The Interest Act and the Right to Repay
The Interest Act is a Canadian fédéral statute that establishes fundamental rules on interest rates and loan repayment. Its section 10 is particularly important for mortgage borrowers: it grants them the right to repay a residential mortgage loan after five years of a longer fixed term, subject to a penalty capped at three months' interest.
Practical Application
This right applies automatically to fixed-rate loans with an initial term exceeding five years. For example, a borrower who takes out a 10-year fixed-rate loan can repay it in full after five years by paying only three months' interest as a penalty. Without this protection, the lender could demand the interest rate differential (IRD) for the remaining five years, which could amount to tens of thousands of dollars.
Impact on Term Selection
This protection makes longer terms (7, 10 years) more attractive for borrowers seeking payment stability while retaining exit flexibility after five years. The mortgage broker must present this option in their comparative analysis and explain that the maximum penalty of three months' interest applies after the fifth year, even if the rate offered for a longer term is sometimes slightly higher than a five-year term.

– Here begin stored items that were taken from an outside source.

//! Ratatui-based folder finder implementation
//!
//! Implements the `FolderFinder` trait on top of a crossterm terminal. The
//! TUI draws to stderr so stdout stays free for the chosen path.

use super::events::{EventResult, poll_and_handle};
use super::state::{Exit, Mode, ViewState};
use super::theme::Theme;
use super::widgets::{Footer, FooterText, HelpOverlay, ItemList, SearchBar};
use crate::picker::PickerSession;
use crate::ui::error::{Result, UiError};
use crate::ui::traits::FolderFinder;
use crate::ui::types::FinderResult;
use crossterm::{
    event::{DisableMouseCapture, EnableMouseCapture},
    execute,
    terminal::{EnterAlternateScreen, LeaveAlternateScreen, disable_raw_mode, enable_raw_mode},
};
use ratatui::{
    Frame, Terminal,
    backend::CrosstermBackend,
    layout::{Constraint, Layout},
};
use std::cell::RefCell;
use std::fmt;
use std::io::{self, Stderr};
use std::time::Duration;
use tracing::{debug, warn};

type StderrTerminal = Terminal<CrosstermBackend<Stderr>>;

/// Ratatui-based folder finder
///
/// The terminal is opened by [`FolderFinder::loading`] so the busy frame is
/// on screen during the walk, then reused by [`FolderFinder::run`].
#[derive(Default)]
pub struct RatatuiFinder {
    theme: Theme,
    terminal: RefCell<Option<StderrTerminal>>,
}

impl fmt::Debug for RatatuiFinder {
    fn fmt(&self, f: &mut fmt::Formatter<'_>) -> fmt::Result {
        f.debug_struct("RatatuiFinder")
            .field("theme", &self.theme)
            .field("open", &self.terminal.borrow().is_some())
            .finish()
    }
}

impl RatatuiFinder {
    /// Create a new ratatui finder
    #[must_use]
    pub fn new() -> Self {
        Self::default()
    }

    fn setup_terminal() -> Result<StderrTerminal> {
        enable_raw_mode()?;
        let mut stderr = io::stderr();
        execute!(stderr, EnterAlternateScreen, EnableMouseCapture)?;
        Terminal::new(CrosstermBackend::new(stderr)).map_err(Into::into)
    }

    fn cleanup_terminal() -> Result<()> {
        disable_raw_mode()?;
        execute!(io::stderr(), DisableMouseCapture, LeaveAlternateScreen)?;
        Ok(())
    }

    fn render(&self, frame: &mut Frame, state: &mut ViewState, session: &PickerSession) {
        let area = frame.area();

        // search bar, list borders, footer
        state.list.height = area.height.saturating_sub(8) as usize;

        let [search, list, footer] = Layout::vertical([
            Constraint::Length(3),
            Constraint::Min(3),
            Constraint::Length(3),
        ])
        .areas(area);

        frame.render_widget(
            SearchBar::new(state.query.text(), state.query.caret(), &self.theme)
                .title(session.title())
                .placeholder(session.placeholder()),
            search,
        );

        frame.render_widget(ItemList::new(session, &state.list, &self.theme), list);

        let text = if session.is_busy() {
            FooterText::Busy(session.placeholder())
        } else if let Some(notice) = state.notice() {
            FooterText::Notice(&notice.text)
        } else {
            FooterText::Keys
        };
        frame.render_widget(
            Footer::new(text, session.visible_len(), session.total(), &self.theme),
            footer,
        );

        if state.mode == Mode::Help {
            frame.render_widget(HelpOverlay::new(&self.theme), area);
        }
    }

    /// Apply the outcome of one handled event to the session
    fn apply(state: &mut ViewState, session: &mut PickerSession, result: EventResult) -> Result<()> {
        match result {
            EventResult::QueryChanged => {
                session
                    .set_query(state.query.text())
                    .map_err(|e| UiError::SessionError(e.to_string()))?;
                state.list.reset(session.visible_len());
                debug!(query = state.query.text(), visible = state.list.len, "re-ranked folders");
                if state.list.len == 0 {
                    state.notify("No matching folders");
                }
            }
            EventResult::Confirm if state.list.len == 0 => state.notify("Nothing to open"),
            EventResult::Confirm => state.exit = Some(Exit::Accept),
            EventResult::Abort => state.exit = Some(Exit::Dismiss),
            EventResult::Continue | EventResult::Ignored => {}
        }
        Ok(())
    }

    fn run_loop(&self, terminal: &mut StderrTerminal, session: &mut PickerSession) -> Result<FinderResult> {
        let mut state = ViewState::new(session.visible_len());
        session.query().chars().for_each(|c| state.query.insert(c));

        while state.exit.is_none() {
            terminal.draw(|frame| self.render(frame, &mut state, &*session))?;

            let result = poll_and_handle(&mut state, Duration::from_millis(50))?;
            Self::apply(&mut state, session, result)?;
            state.expire_notice();
        }

        Ok(Self::finish(&state))
    }

    const fn finish(state: &ViewState) -> FinderResult {
        match state.exit {
            Some(Exit::Accept) => FinderResult::selected(state.list.selected),
            _ => FinderResult::aborted(),
        }
    }
}

impl FolderFinder for RatatuiFinder {
    fn loading(&self, session: &PickerSession) -> Result<()> {
        let mut slot = self.terminal.borrow_mut();
        if slot.is_none() {
            *slot = Some(Self::setup_terminal()?);
        }
        if let Some(terminal) = slot.as_mut() {
            let mut state = ViewState::new(0);
            terminal.draw(|frame| self.render(frame, &mut state, session))?;
        }
        Ok(())
    }

    fn run(&self, session: &mut PickerSession) -> Result<FinderResult> {
        let opened = self.terminal.borrow_mut().take();
        let mut terminal = match opened {
            Some(terminal) => terminal,
            None => Self::setup_terminal()?,
        };

        let result = self.run_loop(&mut terminal, session);
        drop(terminal);

        // Cleanup always runs; the loop's result wins over a cleanup failure
        if let Err(e) = Self::cleanup_terminal() {
            warn!("terminal cleanup failed: {e}");
        }

        result
    }
}

impl Drop for RatatuiFinder {
    // The walk failed after the loading frame was drawn
    fn drop(&mut self) {
        if self.terminal.get_mut().take().is_some() {
            if let Err(e) = Self::cleanup_terminal() {
                warn!("terminal cleanup failed: {e}");
            }
        }
    }
}
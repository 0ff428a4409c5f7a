//! Styles used by the picker widgets

use ratatui::style::{Color, Modifier, Style};

/// Styles for each part of the picker
#[derive(Debug, Clone, Copy, PartialEq, Eq)]
pub struct Theme {
    /// Row under the cursor
    pub selected: Style,
    /// Cursor marker and prompt
    pub marker: Style,
    /// Query characters found in a description
    pub matched: Style,
    /// Description column
    pub description: Style,
    /// Footer notices
    pub warning: Style,
    /// Block borders
    pub border: Style,
    /// Placeholders, hints and counters
    pub dimmed: Style,
}

impl Default for Theme {
    fn default() -> Self {
        Self {
            selected: Style::new()
                .fg(Color::White)
                .bg(Color::Blue)
                .add_modifier(Modifier::BOLD),
            marker: Style::new().fg(Color::Cyan).add_modifier(Modifier::BOLD),
            matched: Style::new()
                .fg(Color::Yellow)
                .add_modifier(Modifier::BOLD.union(Modifier::UNDERLINED)),
            description: Style::new().fg(Color::Gray),
            warning: Style::new().fg(Color::Yellow),
            border: Style::new().fg(Color::DarkGray),
            dimmed: Style::new().fg(Color::DarkGray),
        }
    }
}
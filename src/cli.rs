//! Command-line interface definitions and parsing
//!
//! This module defines the CLI structure for goto-folder using the `clap` crate.
//!
//! # Commands
//!
//! - **pick**: Interactive folder picker (default)
//! - **list**: Print every collected folder
//! - **search**: Rank folders against a query without a UI
//! - **config**: Inspect and edit the configuration file
//! - **completions**: Generate a shell completion script
//!
//! # Examples
//!
//! ```
//! use goto_folder::cli::{Cli, Commands};
//! use clap::Parser;
//!
//! let cli = Cli::parse_from(["goto-folder", "-r", "/srv/work", "search", "src"]);
//! assert!(matches!(cli.get_command(), Commands::Search { .. }));
//! ```

use crate::GotoError;
use crate::collector::{
    CollectOptions, DirectoryLister, ExclusionSet, WorkspaceRoot, collect_workspace,
};
use crate::config::{GotoConfig, RootConfig};
use crate::fuzzy;
use crate::picker::PickerError;
use crate::ui::{OutputWriter, RevealMode};
use clap::{CommandFactory, Parser, Subcommand};
use clap_complete::Shell;
use std::fs;
use std::io::Write;
use std::path::{Path, PathBuf};
use tracing::debug;

/// Host command identifier for the picker entry point
pub const OPEN_FOLDER_COMMAND_ID: &str = "go-to-folder.openFolder";

/// Main CLI structure for parsing command-line arguments
#[derive(Parser, Debug)]
#[command(name = "goto-folder")]
#[command(about = "Fuzzy-find a folder in your workspace and go to it", long_about = None)]
#[command(version)]
pub struct Cli {
    #[command(subcommand)]
    pub command: Option<Commands>,

    /// Workspace root to search (repeatable; defaults to configured roots, then the current directory)
    #[arg(short = 'r', long = "root", value_name = "DIR", global = true)]
    pub roots: Vec<PathBuf>,

    /// Deepest directory level whose children are listed
    #[arg(long = "max-depth", value_name = "N", global = true)]
    pub max_depth: Option<usize>,

    /// Extra directory name to skip (repeatable)
    #[arg(short = 'x', long = "exclude", value_name = "NAME", global = true)]
    pub exclude: Vec<String>,

    /// How to reveal the chosen folder (overrides config)
    #[arg(long = "reveal", value_enum, global = true)]
    pub reveal: Option<RevealMode>,

    /// Suppress informational output (only print results)
    #[arg(short = 'q', long = "quiet", global = true)]
    pub quiet: bool,

    /// Enable debug logging on stderr
    #[arg(short = 'v', long = "verbose", global = true)]
    pub verbose: bool,

    /// Use this config file instead of the default location
    #[arg(long = "config", value_name = "PATH", global = true)]
    pub config: Option<PathBuf>,
}

/// Available CLI commands
#[derive(Subcommand, Debug, Clone, PartialEq, Eq)]
pub enum Commands {
    /// Open the interactive folder picker (default)
    #[command(visible_alias = "p")]
    Pick,

    /// Print every folder the picker would offer
    #[command(visible_alias = "ls")]
    List {
        /// Print a JSON array instead of one relative path per line
        #[arg(long)]
        json: bool,
    },

    /// Rank folders against QUERY and print `score<TAB>folder` lines
    #[command(visible_alias = "s")]
    Search {
        /// Fuzzy query
        #[arg(value_name = "QUERY")]
        query: String,

        /// Print at most N matches
        #[arg(short = 'n', long = "limit", value_name = "N")]
        limit: Option<usize>,
    },

    /// Manage configuration
    Config {
        #[command(subcommand)]
        command: ConfigCommands,
    },

    /// Generate a shell completion script
    Completions {
        /// Target shell
        #[arg(value_enum)]
        shell: Shell,
    },
}

/// Configuration subcommands
#[derive(Subcommand, Debug, Clone, PartialEq, Eq)]
pub enum ConfigCommands {
    /// Print the config file location
    Path,

    /// Print the effective configuration as TOML
    Show,

    /// Get a configuration value
    Get {
        /// Configuration key to retrieve (e.g., `max_depth`)
        #[arg(value_name = "KEY")]
        key: String,
    },

    /// Set a configuration value
    Set {
        /// Configuration key=value (e.g., reveal=open)
        #[arg(value_name = "KEY=VALUE")]
        setting: String,
    },
}

impl Cli {
    /// Parse command line arguments
    #[must_use]
    pub fn parse_args() -> Self {
        Self::parse()
    }

    /// Get the command, defaulting to Pick if none specified
    #[must_use]
    pub fn get_command(&self) -> Commands {
        self.command.clone().unwrap_or(Commands::Pick)
    }

    /// Walk options from config, with command-line flags taking precedence
    #[must_use]
    pub fn collect_options(&self, config: &GotoConfig) -> CollectOptions {
        let exclusions = ExclusionSet::default()
            .with_extra(config.extra_exclusions.iter().chain(self.exclude.iter()));

        CollectOptions::default()
            .with_max_depth(self.max_depth.unwrap_or(config.max_depth))
            .with_exclusions(exclusions)
    }

    /// Reveal mode from config, with the command-line flag taking precedence
    #[must_use]
    pub fn reveal_mode(&self, config: &GotoConfig) -> RevealMode {
        self.reveal.unwrap_or(config.reveal)
    }

    /// Roots to walk before existence checks
    ///
    /// Command-line roots win over configured roots; with neither, `cwd` is
    /// the only root.
    #[must_use]
    pub fn root_candidates(&self, config: &GotoConfig, cwd: &Path) -> Vec<RootConfig> {
        if !self.roots.is_empty() {
            self.roots
                .iter()
                .map(|path| RootConfig {
                    name: None,
                    path: path.clone(),
                })
                .collect()
        } else if !config.roots.is_empty() {
            config.roots.clone()
        } else {
            vec![RootConfig {
                name: None,
                path: cwd.to_path_buf(),
            }]
        }
    }

    /// Whether informational output is suppressed
    #[must_use]
    pub const fn is_quiet(&self, config: &GotoConfig) -> bool {
        self.quiet || config.quiet
    }
}

/// Keep the candidates that are existing directories, canonicalized
///
/// Each skipped candidate is reported through `output`.
///
/// # Errors
///
/// Returns `PickerError::NoWorkspace` when no usable root remains.
pub fn resolve_roots(
    candidates: Vec<RootConfig>,
    output: &dyn OutputWriter,
) -> Result<Vec<WorkspaceRoot>, GotoError> {
    let mut roots = Vec::new();

    for candidate in candidates {
        match fs::canonicalize(&candidate.path) {
            Ok(path) if path.is_dir() => {
                let root = RootConfig {
                    name: candidate.name,
                    path,
                };
                roots.push(root.to_workspace_root());
            }
            _ => output.warning(&format!(
                "Skipping workspace root {}: not a directory",
                candidate.path.display()
            )),
        }
    }

    if roots.is_empty() {
        return Err(PickerError::NoWorkspace.into());
    }
    debug!(count = roots.len(), "resolved workspace roots");
    Ok(roots)
}

/// Print every collected folder, one relative path per line or as JSON
///
/// # Errors
///
/// Returns an error if the JSON output cannot be serialized.
pub fn list_folders<L>(
    lister: &L,
    roots: &[WorkspaceRoot],
    options: &CollectOptions,
    json: bool,
    output: &dyn OutputWriter,
) -> Result<(), GotoError>
where
    L: DirectoryLister + ?Sized,
{
    let records = collect_workspace(lister, roots, options);

    if json {
        output.write(&serde_json::to_string_pretty(&records)?);
    } else if records.is_empty() {
        output.info("No folders found");
    } else {
        for record in &records {
            output.write(&record.relative_path);
        }
    }
    Ok(())
}

/// Print `score<TAB>folder` for the best matches of `query`
///
/// Returns whether anything matched.
pub fn search_folders<L>(
    lister: &L,
    roots: &[WorkspaceRoot],
    options: &CollectOptions,
    query: &str,
    limit: Option<usize>,
    output: &dyn OutputWriter,
) -> bool
where
    L: DirectoryLister + ?Sized,
{
    let records = collect_workspace(lister, roots, options);
    let ranked = fuzzy::rank(query, &records, |r| r.relative_path.as_str());

    if ranked.is_empty() {
        output.info(&format!("No folders match '{query}'"));
        return false;
    }

    for hit in ranked.iter().take(limit.unwrap_or(usize::MAX)) {
        output.write(&format!("{}\t{}", hit.score, records[hit.index].relative_path));
    }
    true
}

/// Split a `key=value` setting
///
/// Returns `None` when there is no '=' or the key is empty.
#[must_use]
pub fn parse_setting(setting: &str) -> Option<(&str, &str)> {
    let (key, value) = setting.split_once('=')?;
    let key = key.trim();
    if key.is_empty() {
        return None;
    }
    Some((key, value.trim()))
}

/// Write a completion script for `shell`
pub fn generate_completions<W: Write>(shell: Shell, buf: &mut W) {
    let mut cmd = Cli::command();
    let name = cmd.get_name().to_string();
    clap_complete::generate(shell, &mut cmd, name, buf);
}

- Interest Rate Differential (IRD)
- Penalty calculated by multiplying the difference between the contractual rate and the lender's current rate by the remaining balance and the number of months remaining in the term. This penalty no longer applies after 5 years of a fixed term exceeding 5 years under the Interest Act.
Important Nuances
This right applies to residential fixed-rate loans with terms exceeding five years. It does not apply to variable-rate loans (where the penalty is generally three months' interest at all times), commercial loans or movable hypothecs. The broker must also distinguish between the loan term and the amortization period — it is the term (duration of the current contract) that determines the application of this rule.